### WHAT TO WORK ON
Across all the records, filter for lines with the word "finish" and copy them.

### Saved entries
------------------------------------

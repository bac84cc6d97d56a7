//! Reconcile two JSON-lines files.
//!
//! Usage:
//!   recon --left a.jsonl --right b.jsonl --schema Orders [--key id] [--output DIR]
//!
//! Writes `<schema>_diff_report.csv` to the output directory and prints a
//! JSON summary on stdout. Exits non-zero when the run or a report did not
//! finish cleanly.

use anyhow::{Result, bail};
use clap::Parser;
use recon_cli::{Cli, reconcile_files};
use tracing::{Level, info};
use tracing_subscriber::FmtSubscriber;

#[tokio::main]
async fn main() -> Result<()> {
    let cli = Cli::parse();

    let log_level = if cli.verbose {
        Level::DEBUG
    } else {
        Level::INFO
    };
    FmtSubscriber::builder()
        .with_max_level(log_level)
        .with_target(false)
        .with_writer(std::io::stderr)
        .compact()
        .init();

    info!(
        schema = %cli.schema,
        left = %cli.left.display(),
        right = %cli.right.display(),
        output = %cli.output.display(),
        "starting reconciliation"
    );

    let report = reconcile_files(&cli).await?;

    let schemas: serde_json::Map<String, serde_json::Value> = report
        .schemas
        .iter()
        .map(|(schema, result)| -> Result<(String, serde_json::Value)> {
            let value = match result {
                Ok(summary) => serde_json::to_value(summary)?,
                Err(e) => serde_json::json!({ "error": e }),
            };
            Ok((schema.clone(), value))
        })
        .collect::<Result<_>>()?;
    let summary = serde_json::json!({
        "schemas": schemas,
        "reports": serde_json::to_value(&report.sink)?,
    });
    println!("{}", serde_json::to_string_pretty(&summary)?);

    if !report.is_clean() {
        bail!("reconciliation of {} did not finish cleanly", cli.schema);
    }
    Ok(())
}
use pretty_assertions::assert_eq;
use recon_sink::{DiffSink, LaneOutcome, SinkConfig, SinkError, REPORT_HEADER};
use recon_types::{Difference, FieldPath, Value};
use std::path::Path;
use std::time::Duration;
use tempfile::TempDir;

fn config(dir: &Path) -> SinkConfig {
    SinkConfig::new(dir).with_poll_interval_ms(20)
}

fn diff(key: &str, path: &str, v1: &str, v2: &str) -> Difference {
    Difference::value_mismatch(key, &FieldPath::from(path), Value::from(v1), Value::from(v2))
}

fn report_lines(dir: &Path, schema: &str) -> Vec<String> {
    std::fs::read_to_string(dir.join(format!("{schema}_diff_report.csv")))
        .unwrap_or_default()
        .lines()
        .map(str::to_string)
        .collect()
}

/// Polls `check` until it holds or five seconds pass.
async fn eventually(mut check: impl FnMut() -> bool) -> bool {
    for _ in 0..250 {
        if check() {
            return true;
        }
        tokio::time::sleep(Duration::from_millis(20)).await;
    }
    check()
}

// ── Construction ─────────────────────────────────────────────────

#[test]
fn new_requires_runtime() {
    let dir = TempDir::new().unwrap();
    assert!(matches!(DiffSink::new(config(dir.path())), Err(SinkError::NoRuntime(_))));
}

#[test]
fn config_defaults() {
    let config = SinkConfig::default();
    assert_eq!(config.poll_interval_ms, 5_000);
    assert_eq!(config.idle_close_ms, None);
    assert_eq!(config.drain_deadline(), Duration::from_secs(30));
}

// ── Writing ──────────────────────────────────────────────────────

#[tokio::test]
async fn writes_header_then_lines_in_order() {
    let dir = TempDir::new().unwrap();
    let sink = DiffSink::new(config(dir.path())).unwrap();

    sink.submit("PriceData", diff("A", "price", "10.00", "10.001")).unwrap();
    sink.submit_all(
        "PriceData",
        vec![
            diff("B", "details.region", "US", "EU"),
            diff("B", "available", "true", "false"),
        ],
    )
    .unwrap();

    let report = sink.shutdown().await;
    assert_eq!(report.outcome("PriceData"), Some(&LaneOutcome::Closed { written: 3 }));
    assert!(report.is_clean());

    assert_eq!(
        report_lines(dir.path(), "PriceData"),
        vec![
            REPORT_HEADER,
            "A,price,10.00,10.001,VALUE_MISMATCH",
            "B,details.region,US,EU,VALUE_MISMATCH",
            "B,available,true,false,VALUE_MISMATCH",
        ]
    );
}

#[tokio::test]
async fn each_line_is_flushed_before_shutdown() {
    let dir = TempDir::new().unwrap();
    let sink = DiffSink::new(config(dir.path())).unwrap();

    sink.submit("S", diff("A", "x", "1", "2")).unwrap();
    let root = dir.path().to_path_buf();
    assert!(eventually(|| report_lines(&root, "S").len() == 2).await);

    sink.shutdown().await;
}

#[tokio::test]
async fn schemas_get_separate_reports() {
    let dir = TempDir::new().unwrap();
    let sink = DiffSink::new(config(dir.path())).unwrap();

    sink.submit("Orders", diff("1", "qty", "1", "2")).unwrap();
    sink.submit("Prices", diff("2", "price", "1", "2")).unwrap();
    sink.submit("Prices", diff("3", "price", "1", "2")).unwrap();
    assert_eq!(sink.schemas(), vec!["Orders".to_string(), "Prices".to_string()]);

    let report = sink.shutdown().await;
    assert_eq!(report.total_written(), 3);
    assert_eq!(report_lines(dir.path(), "Orders").len(), 2);
    assert_eq!(report_lines(dir.path(), "Prices").len(), 3);
}

#[tokio::test]
async fn restart_appends_without_second_header() {
    let dir = TempDir::new().unwrap();

    let first = DiffSink::new(config(dir.path())).unwrap();
    first.submit("S", diff("A", "x", "1", "2")).unwrap();
    first.shutdown().await;

    let second = DiffSink::new(config(dir.path())).unwrap();
    second.submit("S", diff("B", "x", "1", "2")).unwrap();
    second.shutdown().await;

    let lines = report_lines(dir.path(), "S");
    assert_eq!(lines.len(), 3);
    assert_eq!(lines.iter().filter(|l| l.as_str() == REPORT_HEADER).count(), 1);
    assert!(lines[2].starts_with("B,"));
}

#[tokio::test]
async fn existing_content_is_kept() {
    let dir = TempDir::new().unwrap();
    std::fs::write(dir.path().join("S_diff_report.csv"), "legacy\n").unwrap();

    let sink = DiffSink::new(config(dir.path())).unwrap();
    sink.submit("S", diff("A", "x", "1", "2")).unwrap();
    sink.shutdown().await;

    assert_eq!(
        report_lines(dir.path(), "S"),
        vec!["legacy", "A,x,1,2,VALUE_MISMATCH"]
    );
}

#[tokio::test]
async fn creates_missing_output_directory() {
    let dir = TempDir::new().unwrap();
    let nested = dir.path().join("reports").join("daily");
    let sink = DiffSink::new(config(&nested)).unwrap();

    sink.submit("S", diff("A", "x", "1", "2")).unwrap();
    assert!(sink.shutdown().await.is_clean());
    assert_eq!(report_lines(&nested, "S").len(), 2);
}

// ── Concurrency ──────────────────────────────────────────────────

#[tokio::test(flavor = "multi_thread", worker_threads = 4)]
async fn concurrent_first_submissions_start_one_writer() {
    let dir = TempDir::new().unwrap();
    let sink = DiffSink::new(config(dir.path())).unwrap();

    let mut tasks = Vec::new();
    for t in 0..8 {
        let sink = sink.clone();
        tasks.push(tokio::spawn(async move {
            for i in 0..50 {
                sink.submit("shared", diff(&format!("{t}-{i}"), "x", "1", "2"))
                    .unwrap();
                sink.submit(&format!("own-{}", t % 2), diff("k", "x", "1", "2"))
                    .unwrap();
            }
        }));
    }
    for task in tasks {
        task.await.unwrap();
    }

    assert_eq!(sink.lanes_provisioned(), 3);
    let report = sink.shutdown().await;
    assert_eq!(report.outcome("shared"), Some(&LaneOutcome::Closed { written: 400 }));
    assert_eq!(report.outcome("own-0"), Some(&LaneOutcome::Closed { written: 200 }));
    assert_eq!(report_lines(dir.path(), "shared").len(), 401);
}

#[tokio::test(flavor = "multi_thread", worker_threads = 4)]
async fn batches_land_contiguously() {
    let dir = TempDir::new().unwrap();
    let sink = DiffSink::new(config(dir.path())).unwrap();

    let mut tasks = Vec::new();
    for t in 0..4 {
        let sink = sink.clone();
        tasks.push(tokio::spawn(async move {
            for b in 0..5 {
                let batch: Vec<Difference> = (0..10)
                    .map(|i| diff(&format!("t{t}-b{b}"), &format!("p{i}"), "1", "2"))
                    .collect();
                sink.submit_all("S", batch).unwrap();
            }
        }));
    }
    for task in tasks {
        task.await.unwrap();
    }
    sink.shutdown().await;

    let lines = report_lines(dir.path(), "S");
    assert_eq!(lines.len(), 1 + 4 * 5 * 10);
    for chunk in lines[1..].chunks(10) {
        let key = chunk[0].split(',').next().unwrap();
        for (i, line) in chunk.iter().enumerate() {
            assert_eq!(line, &format!("{key},p{i},1,2,VALUE_MISMATCH"));
        }
    }
}

#[tokio::test(flavor = "multi_thread", worker_threads = 2)]
async fn slow_batch_does_not_hold_up_other_schemas() {
    let dir = TempDir::new().unwrap();
    let sink = DiffSink::new(config(dir.path())).unwrap();

    let producer = {
        let sink = sink.clone();
        std::thread::spawn(move || {
            let slow = (0..40).map(|i| {
                std::thread::sleep(Duration::from_millis(10));
                diff(&format!("big-{i}"), "x", "1", "2")
            });
            sink.submit_all("Big", slow).unwrap()
        })
    };

    tokio::time::sleep(Duration::from_millis(50)).await;
    let started = std::time::Instant::now();
    sink.submit("Small", diff("A", "x", "1", "2")).unwrap();
    assert!(started.elapsed() < Duration::from_millis(100), "{:?}", started.elapsed());

    assert_eq!(producer.join().unwrap(), 40);
    let report = sink.shutdown().await;
    assert_eq!(report.outcome("Big"), Some(&LaneOutcome::Closed { written: 40 }));
    assert_eq!(report.outcome("Small"), Some(&LaneOutcome::Closed { written: 1 }));
}

#[tokio::test]
async fn empty_batch_starts_no_writer() {
    let dir = TempDir::new().unwrap();
    let sink = DiffSink::new(config(dir.path())).unwrap();
    assert_eq!(sink.submit_all("S", Vec::new()).unwrap(), 0);
    assert_eq!(sink.lanes_provisioned(), 0);
    assert!(sink.shutdown().await.schemas.is_empty());
}

// ── Shutdown ─────────────────────────────────────────────────────

#[tokio::test]
async fn shutdown_drains_everything_queued() {
    let dir = TempDir::new().unwrap();
    let sink = DiffSink::new(config(dir.path())).unwrap();

    let batch: Vec<Difference> = (0..1_000)
        .map(|i| diff(&i.to_string(), "x", "1", "2"))
        .collect();
    assert_eq!(sink.submit_all("S", batch).unwrap(), 1_000);

    let report = sink.shutdown().await;
    assert_eq!(report.outcome("S"), Some(&LaneOutcome::Closed { written: 1_000 }));
    assert_eq!(report_lines(dir.path(), "S").len(), 1_001);
}

#[tokio::test]
async fn submit_after_shutdown_is_rejected() {
    let dir = TempDir::new().unwrap();
    let sink = DiffSink::new(config(dir.path())).unwrap();
    sink.submit("S", diff("A", "x", "1", "2")).unwrap();

    let first = sink.shutdown().await;
    assert_eq!(first.schemas.len(), 1);
    assert!(sink.is_closed());
    assert!(matches!(
        sink.submit("S", diff("B", "x", "1", "2")),
        Err(SinkError::Closed)
    ));

    let second = sink.shutdown().await;
    assert!(second.schemas.is_empty());
}

#[tokio::test(flavor = "multi_thread", worker_threads = 2)]
async fn writer_past_drain_deadline_is_aborted() {
    let dir = TempDir::new().unwrap();
    let sink = DiffSink::new(
        config(dir.path())
            .with_idle_close_ms(40)
            .with_drain_deadline_ms(1),
    )
    .unwrap();

    sink.submit("quick", diff("A", "x", "1", "2")).unwrap();
    assert!(eventually(|| !sink.schemas().contains(&"quick".to_string())).await);
    tokio::time::sleep(Duration::from_millis(50)).await;

    let backlog: Vec<Difference> = (0..200_000)
        .map(|i| diff(&i.to_string(), "x", "1", "2"))
        .collect();
    sink.submit_all("slow", backlog).unwrap();

    let report = sink.shutdown().await;
    assert!(!report.is_clean());
    assert_eq!(report.outcome("slow"), Some(&LaneOutcome::DrainTimedOut));
    assert_eq!(report.outcome("quick"), Some(&LaneOutcome::Closed { written: 1 }));
    assert_eq!(report_lines(dir.path(), "quick").len(), 2);
    assert!(report_lines(dir.path(), "slow").len() < 200_001);
}

#[tokio::test]
async fn shutdown_without_submissions_is_empty() {
    let dir = TempDir::new().unwrap();
    let sink = DiffSink::new(config(dir.path())).unwrap();
    let report = sink.shutdown().await;
    assert!(report.schemas.is_empty());
    assert!(std::fs::read_dir(dir.path()).unwrap().next().is_none());
}

// ── Failure isolation ────────────────────────────────────────────

#[tokio::test]
async fn failing_schema_does_not_affect_siblings() {
    let dir = TempDir::new().unwrap();
    // A directory where the report file should be makes opening it fail.
    std::fs::create_dir(dir.path().join("bad_diff_report.csv")).unwrap();
    let sink = DiffSink::new(config(dir.path())).unwrap();

    sink.submit_all(
        "bad",
        vec![
            diff("A", "x", "1", "2"),
            diff("B", "x", "1", "2"),
            diff("C", "x", "1", "2"),
        ],
    )
    .unwrap();
    sink.submit_all("good", vec![diff("A", "x", "1", "2"), diff("B", "x", "1", "2")])
        .unwrap();

    let report = sink.shutdown().await;
    assert!(!report.is_clean());
    match report.outcome("bad") {
        Some(LaneOutcome::Failed {
            written, dropped, ..
        }) => {
            assert_eq!(*written, 0);
            assert_eq!(*dropped, 3);
        }
        other => panic!("expected failure for bad, got {other:?}"),
    }
    assert_eq!(report.outcome("good"), Some(&LaneOutcome::Closed { written: 2 }));
    assert_eq!(report_lines(dir.path(), "good").len(), 3);
}

#[tokio::test]
async fn next_submission_retries_with_fresh_writer() {
    let dir = TempDir::new().unwrap();
    let blocker = dir.path().join("S_diff_report.csv");
    std::fs::create_dir(&blocker).unwrap();
    let sink = DiffSink::new(config(dir.path())).unwrap();

    sink.submit("S", diff("A", "x", "1", "2")).unwrap();
    assert!(eventually(|| sink.schemas().is_empty()).await);

    std::fs::remove_dir(&blocker).unwrap();
    sink.submit("S", diff("B", "x", "1", "2")).unwrap();
    assert_eq!(sink.lanes_provisioned(), 2);

    let report = sink.shutdown().await;
    match report.outcome("S") {
        Some(LaneOutcome::Failed {
            written, dropped, ..
        }) => {
            assert_eq!(*written, 1);
            assert_eq!(*dropped, 1);
        }
        other => panic!("expected merged failure, got {other:?}"),
    }
    assert_eq!(
        report_lines(dir.path(), "S"),
        vec![REPORT_HEADER, "B,x,1,2,VALUE_MISMATCH"]
    );
}

// ── Idle close ───────────────────────────────────────────────────

#[tokio::test]
async fn writers_stay_open_by_default() {
    let dir = TempDir::new().unwrap();
    let sink = DiffSink::new(config(dir.path())).unwrap();
    sink.submit("S", diff("A", "x", "1", "2")).unwrap();

    tokio::time::sleep(Duration::from_millis(200)).await;
    assert_eq!(sink.schemas(), vec!["S".to_string()]);
    sink.shutdown().await;
}

#[tokio::test]
async fn idle_writer_retires_and_is_reprovisioned() {
    let dir = TempDir::new().unwrap();
    let sink = DiffSink::new(config(dir.path()).with_idle_close_ms(60)).unwrap();

    sink.submit("S", diff("A", "x", "1", "2")).unwrap();
    assert!(eventually(|| sink.schemas().is_empty()).await);
    assert_eq!(sink.lanes_provisioned(), 1);

    sink.submit("S", diff("B", "x", "1", "2")).unwrap();
    assert_eq!(sink.lanes_provisioned(), 2);

    let report = sink.shutdown().await;
    assert_eq!(report.outcome("S"), Some(&LaneOutcome::Closed { written: 2 }));
    assert_eq!(
        report_lines(dir.path(), "S"),
        vec![
            REPORT_HEADER,
            "A,x,1,2,VALUE_MISMATCH",
            "B,x,1,2,VALUE_MISMATCH"
        ]
    );
}

#[tokio::test]
async fn retired_writers_are_collected_on_reprovision() {
    let dir = TempDir::new().unwrap();
    let sink = DiffSink::new(config(dir.path()).with_idle_close_ms(40)).unwrap();

    for i in 0..5 {
        sink.submit("S", diff(&i.to_string(), "x", "1", "2")).unwrap();
        assert!(eventually(|| sink.schemas().is_empty()).await);
        tokio::time::sleep(Duration::from_millis(20)).await;
    }
    assert_eq!(sink.lanes_provisioned(), 5);
    assert!(sink.retired_writers() <= 1, "{}", sink.retired_writers());

    let report = sink.shutdown().await;
    assert_eq!(report.outcome("S"), Some(&LaneOutcome::Closed { written: 5 }));
    assert_eq!(report_lines(dir.path(), "S").len(), 6);
}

------------------------------------

### YOUR SOLUTION
//! finish cleanly.
        bail!("reconciliation of {} did not finish cleanly", cli.schema);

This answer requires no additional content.